And something more, she admitted to herself. There was something in calling oneself a Bingtown Trader, in not only braving all the strangeness that came down the Rain River, but claiming it for one’s own. The first Traders had tried to establish their settlement at the mouth of the Rain River itself. They had built their homes on the river’s edge, using the roots of the stilt-trees as foundations for their cottages, and stringing bridges from home to home. The rising and falling river had rushed by beneath their floors and the wild storm winds had rocked their tree-houses at night. Sometimes the very earth itself would heave and tremble, and then the river might suddenly run milky white and deadly, for a day or a month. For two years the settlers had abided there, despite insects and fevers and the swift river that devoured anything that fell into it. Yet it had not been those hardships, but the strangeness that had finally driven them away. The little company of Traders had been pushed south by death and disease and the odd panics that might strike a woman as she kneaded the bread, the furies of self-destruction that could come on a man gathering wood and send him leaping into the river. Of three hundred and seven households that had been the original Traders, sixty-two families had survived that first three years. Even now, from Bingtown to the mouth of the Rain River there stretched a trail of abandoned townsites that marked the path of their attempts at settlement. Finally, here in Bingtown, on the shores of Trader Bay, they had found a tolerable distance from the Rain River and all that flowed down it. Of those families that had chosen to remain as settlers on the Rain River, the less said the better. The Rain Wild Traders were kin and a necessary part of all Bingtown was. She acknowledged that. Still.
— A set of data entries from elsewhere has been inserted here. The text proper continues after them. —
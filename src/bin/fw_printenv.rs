//! Thin front-end that prints variables from a bootloader environment.
//!
//! Grounded in `fw_printenv.c` from the reference implementation: argument
//! parsing, exit-code mapping, and I/O only, over [`ubootenv::cli`].

use clap::Parser;
use ubootenv::cli::PrintArgs;

fn main() {
    env_logger::init();
    let args = PrintArgs::parse();
    std::process::exit(ubootenv::cli::run_print(args));
}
‘Davad?’ She reached across Ephron to touch their old friend’s arm gently. ‘I’m sorry. I spoke too roughly, of things better left unmentioned.’
‘It’s all right,’ he lied into his hands. He lifted a pale face to meet her eyes. ‘What we Traders do not speak of amongst ourselves is common talk among these newcomers. Have not you noticed how few bring their wives and daughters with them? They do not come here to settle. They will buy land, yes, and sit on the Council and wring wealth out of Bingtown, but in between they will sail back to Jamaillia. That is where they will wed and keep their wives, where their children will be born, that is where they will go to spend their ageing years and send but a son or two here to manage things.’ He snorted disdainfully. ‘The Three-Ships Immigrants I could respect. They came here, and when we honestly told them what price this sanctuary would cost them, they still stayed. But this wave of newcomers arrive hoping only to reap the harvest we have watered with our blood.’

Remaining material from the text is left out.